Blood gas analysis is an important tool in maintaining treatment in ICU patients. We determined that in blood gas analysis decreased pH (<7.35) and elevated lactate levels (>2) were significantly increasing the risk of expiration in ICU patients admitted with CAP. Wang et al. [Citation31] reported that metabolic acidosis was a prognostic risk factor for fatality in children admitted with CAP. On the other hand, Laserna et al. [Citation32] reported that in 453 hospitalized patients with CAP, both hypocapnia and hypercapnia were associated with an increased need for ICU admission and higher 30-day mortality. We determined that acidosis but not alterations in oxygen or carbon dioxide pressure were independent risk factors for in-ICU mortality in patients admitted with CAP. Pereira et al. [Citation33] reported a new scoring system including elevated procalcitonin and lactate levels in serum in predicting treatment failure in patients admitted with severe CAP. Demirel [Citation34] reported that, at a cut-off point of 3.35 mmol/L, the lactate level was a good predictor for mortality. In another study, lactate was also reported to have important roles in predicting mortality, hospitalization and ICU admission in pneumonia patients admitted to the emergency department [Citation35]. Supporting these results, we also reported that lactate levels >2 mmol/Lwas significantly increasing the risk of in-ICU mortality.

There are some limitations of this study that should be mentioned.

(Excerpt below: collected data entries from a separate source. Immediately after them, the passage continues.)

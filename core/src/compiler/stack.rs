//! Stack-machine code generation.

use tracing::{debug, trace, warn};

use crate::{
    ast::{AstNode, Value},
    compiler::{Backend, CompileError},
    ir::{Instruction, OpCode, Program, halt_program},
    sequence::Sequence,
};

/// Lowers an expression tree to stack-machine instructions.
///
/// Tracks the operand stack while emitting so the resulting program carries
/// its exact maximum depth.
pub struct StackCompiler {
    instructions: Sequence<Instruction>,

    /// Current stack depth during compilation
    current_stack_depth: usize,

    /// Maximum stack depth observed
    max_stack_size: usize,
}

impl StackCompiler {
    pub fn new() -> Self {
        Self {
            instructions: Sequence::new(),
            current_stack_depth: 0,
            max_stack_size: 0,
        }
    }

    /// Convenience method to compile a tree in one call.
    pub fn compile(node: &AstNode) -> Result<Program, CompileError> {
        Self::new().generate(node)
    }

    pub fn finalize(self) -> Program {
        Program {
            instructions: self.instructions,
            max_stack_size: self.max_stack_size,
        }
    }

    // === Stack Management ===

    fn push_stack(&mut self) {
        self.current_stack_depth += 1;
        if self.current_stack_depth > self.max_stack_size {
            self.max_stack_size = self.current_stack_depth;
        }
    }

    fn pop_stack_n(&mut self, n: usize) {
        debug_assert!(
            self.current_stack_depth >= n,
            "Stack underflow: trying to pop {} but depth is {}",
            n,
            self.current_stack_depth
        );
        self.current_stack_depth -= n;
    }

    // === Instruction Emission ===

    fn emit(&mut self, instruction: Instruction) -> Result<(), CompileError> {
        self.instructions.try_append(instruction)?;
        Ok(())
    }

    fn emit_node(&mut self, node: &AstNode) -> Result<(), CompileError> {
        let mut pending = vec![Step::Visit(node)];

        while let Some(step) = pending.pop() {
            match step {
                Step::Visit(AstNode::Leaf(Value::Number(n))) => {
                    trace!(value = n, "PUSH");
                    self.emit(Instruction::op(OpCode::Push))?;
                    self.emit(Instruction::literal(*n))?;
                    self.push_stack();
                }
                Step::Visit(AstNode::Leaf(other)) => {
                    warn!(kind = %other.kind(), "Unsupported literal");
                    return Err(CompileError::UnsupportedLiteral {
                        kind: other.kind(),
                        backend: "stack",
                    });
                }
                Step::Visit(AstNode::Operator { op, left, right }) => {
                    // Right first: the VM pops the left operand first.
                    pending.push(Step::Apply(OpCode::from(*op)));
                    pending.push(Step::Visit(left));
                    pending.push(Step::Visit(right));
                }
                Step::Visit(AstNode::Conditional { .. }) => {
                    warn!("Conditional expressions are not supported by the stack backend");
                    return Err(CompileError::UnsupportedConstruct {
                        construct: "conditional",
                    });
                }
                Step::Apply(code) => {
                    trace!(op = code.mnemonic(), depth = self.current_stack_depth, "emit");
                    self.emit(Instruction::op(code))?;
                    self.pop_stack_n(2);
                    self.push_stack();
                }
            }
        }
        Ok(())
    }
}

/// Pending work while lowering a tree.
enum Step<'a> {
    Visit(&'a AstNode),
    Apply(OpCode),
}

impl Default for StackCompiler {
    fn default() -> Self {
        Self::new()
    }
}

impl Backend for StackCompiler {
    type Output = Program;

    fn generate(mut self, node: &AstNode) -> Result<Program, CompileError> {
        debug!("Generating stack program");
        self.emit_node(node)?;
        halt_program(&mut self.instructions)?;
        self.pop_stack_n(1);

        let program = self.finalize();
        debug!(
            instructions = program.len(),
            max_stack_size = program.max_stack_size,
            "Stack program complete"
        );
        Ok(program)
    }
}
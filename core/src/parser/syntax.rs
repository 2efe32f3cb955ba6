use core::ops::Range;

/// Byte range into the parsed source.
#[derive(Debug, Clone, PartialEq, Eq)]
pub struct Span(pub Range<usize>);

impl Span {
    pub fn new(start: usize, end: usize) -> Self {
        Self(start..end)
    }

    pub fn start(&self) -> usize {
        self.0.start
    }

    pub fn end(&self) -> usize {
        self.0.end
    }

    pub fn str_of<'a>(&self, source: &'a str) -> &'a str {
        &source[self.0.start..self.0.end]
    }
}

impl From<pest::Span<'_>> for Span {
    fn from(s: pest::Span<'_>) -> Self {
        Self(s.start()..s.end())
    }
}
//! Error rendering using ariadne
//!
//! Parse errors are drawn over the source they refer to; other errors have
//! no location and are printed as a single line with their code.

use crate::Error;
use ariadne::{ColorGenerator, Label, Report, ReportKind, Source};
use miette::Diagnostic;
use std::io::Write;
use stutter_core::parser::ParseError;

/// Render an error to stderr
///
/// # Example
/// ```no_run
/// use stutter::{BackendKind, compile_source, render_error};
///
/// if let Err(e) = compile_source("1 + + 2", BackendKind::Stack) {
///     render_error(&e);
/// }
/// ```
pub fn render_error(error: &Error) {
    render_error_to_writer(error, &mut std::io::stderr(), true).ok();
}

/// Render an error to a specific writer
pub fn render_error_to(error: &Error, writer: &mut dyn Write) -> std::io::Result<()> {
    render_error_to_writer(error, writer, true)
}

/// Render an error to a String (useful for tests, logs, etc.)
pub fn render_error_to_string(error: &Error) -> String {
    let mut buf = Vec::new();
    render_error_to_writer(error, &mut buf, true).ok();
    String::from_utf8_lossy(&buf).to_string()
}

/// Render an error to a String without color codes (useful for tests)
pub fn render_error_to_string_no_color(error: &Error) -> String {
    let mut buf = Vec::new();
    render_error_to_writer(error, &mut buf, false).ok();
    String::from_utf8_lossy(&buf).to_string()
}

fn render_error_to_writer(
    error: &Error,
    writer: &mut dyn Write,
    use_color: bool,
) -> std::io::Result<()> {
    match error {
        Error::Parse { error, input } => render_parse_error(input, error, writer, use_color),
        Error::Compile(err) => render_plain(err, writer),
        Error::Execution(err) => render_plain(err, writer),
    }
}

fn render_parse_error(
    source: &str,
    error: &ParseError,
    writer: &mut dyn Write,
    use_color: bool,
) -> std::io::Result<()> {
    let mut colors = ColorGenerator::new();
    colors.next(); // Skip the first color.

    let message = error.to_string();
    let span = error.span.0.clone();

    let mut report = Report::build(ReportKind::Error, ("<input>", span.clone()))
        .with_message(&message)
        .with_config(ariadne::Config::default().with_color(use_color));

    if let Some(code) = error.code() {
        report = report.with_code(code);
    }

    report = report.with_label(
        Label::new(("<input>", span))
            .with_message(&message)
            .with_color(colors.next()),
    );

    if let Some(help) = error.hint() {
        report = report.with_help(help);
    }

    report
        .finish()
        .write(("<input>", Source::from(source)), &mut *writer)
}

fn render_plain(error: &dyn Diagnostic, writer: &mut dyn Write) -> std::io::Result<()> {
    match error.code() {
        Some(code) => writeln!(writer, "Error[{code}]: {error}")?,
        None => writeln!(writer, "Error: {error}")?,
    }
    if let Some(help) = error.help() {
        writeln!(writer, "help: {help}")?;
    }
    Ok(())
}
use std::fs;
use std::io::{self, Read};
use std::path::{Path, PathBuf};
use std::process::ExitCode;

use clap::Parser;
use miette::{IntoDiagnostic, Result, WrapErr};
use stutter::{BackendKind, CompileOptions, Error, render_error};
use stutter_core::{compiler, parser};
use tracing::{debug, info};

/// Stutter - compile arithmetic expressions to a stack machine or to C
#[derive(Parser, Debug)]
#[command(name = "stutter", version)]
#[command(about = "Compile an expression to stack-machine code or C", long_about = None)]
struct Args {
    /// File to write the generated code to
    output: PathBuf,

    /// Read the expression from this file (if not provided, reads from stdin)
    #[arg(short, long)]
    input: Option<PathBuf>,

    /// Code generator to use: `stack` or `c`
    #[arg(short, long, default_value_t = BackendKind::Stack)]
    backend: BackendKind,

    /// Print the parsed AST (for debugging)
    #[arg(long)]
    debug_parse: bool,
}

fn read_source(input: Option<&Path>) -> Result<String> {
    match input {
        Some(path) => fs::read_to_string(path)
            .into_diagnostic()
            .wrap_err_with(|| format!("failed to read {}", path.display())),
        None => {
            let mut source = String::new();
            io::stdin()
                .read_to_string(&mut source)
                .into_diagnostic()
                .wrap_err("failed to read standard input")?;
            Ok(source)
        }
    }
}

/// Parse and compile; `None` when an error has already been reported.
fn generate(source: &str, args: &Args) -> Option<String> {
    let tree = match parser::parse(source) {
        Ok(tree) => tree,
        Err(error) => {
            render_error(&Error::Parse {
                error,
                input: source.to_string(),
            });
            return None;
        }
    };

    if args.debug_parse {
        println!("=== Parsed AST ===");
        println!("{tree}");
        println!();
    }

    match compiler::compile(&tree, &CompileOptions::new(args.backend)) {
        Ok(code) => Some(code),
        Err(e) => {
            render_error(&e.into());
            None
        }
    }
}

fn run(args: &Args) -> Result<bool> {
    let source = read_source(args.input.as_deref())?;
    debug!(bytes = source.len(), backend = %args.backend, "Read source");

    let Some(code) = generate(&source, args) else {
        return Ok(false);
    };

    fs::write(&args.output, code)
        .into_diagnostic()
        .wrap_err_with(|| format!("failed to write {}", args.output.display()))?;
    info!(output = %args.output.display(), "Wrote generated code");
    Ok(true)
}

fn main() -> ExitCode {
    let args = match Args::try_parse() {
        Ok(args) => args,
        Err(e) => {
            let _ = e.print();
            return if e.use_stderr() {
                ExitCode::FAILURE
            } else {
                ExitCode::SUCCESS
            };
        }
    };

    // Initialize logging subscriber
    use tracing_subscriber::{EnvFilter, fmt};

    // Use RUST_LOG environment variable to control log level
    // Default to WARN if not set
    let filter = EnvFilter::try_from_default_env().unwrap_or_else(|_| EnvFilter::new("warn"));

    fmt()
        .with_env_filter(filter)
        .with_writer(std::io::stderr)
        .with_target(false)
        .init();

    exit_code(run(&args))
}

fn exit_code(outcome: Result<bool>) -> ExitCode {
    match outcome {
        Ok(true) => ExitCode::SUCCESS,
        Ok(false) => ExitCode::FAILURE,
        Err(report) => {
            eprintln!("{report:?}");
            ExitCode::FAILURE
        }
    }
}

First is the low number of patients included in the study and second is the lack of long-term follow-up of patients.

In conclusion, in our study, older age, at admission, elevated blood glucose levels, elevated serum procalcitonin levels, decreased serum albumin levels, and in blood gas analysis, decreased pH and increased lactate levels were significant predictors of mortality in patients with CAP admitted to the ICU. The role of new prognostic criteria including these parameters should be investigated in prospective studies of CAP patients over 65 years old who are admitted to the intensive care unit.

Disclosure statement

The authors declare that they have no conflict of interest related to the publication of this manuscript. This research did not receive any specific grants from any funding agency in the public, commercial, or not-for-profit sector.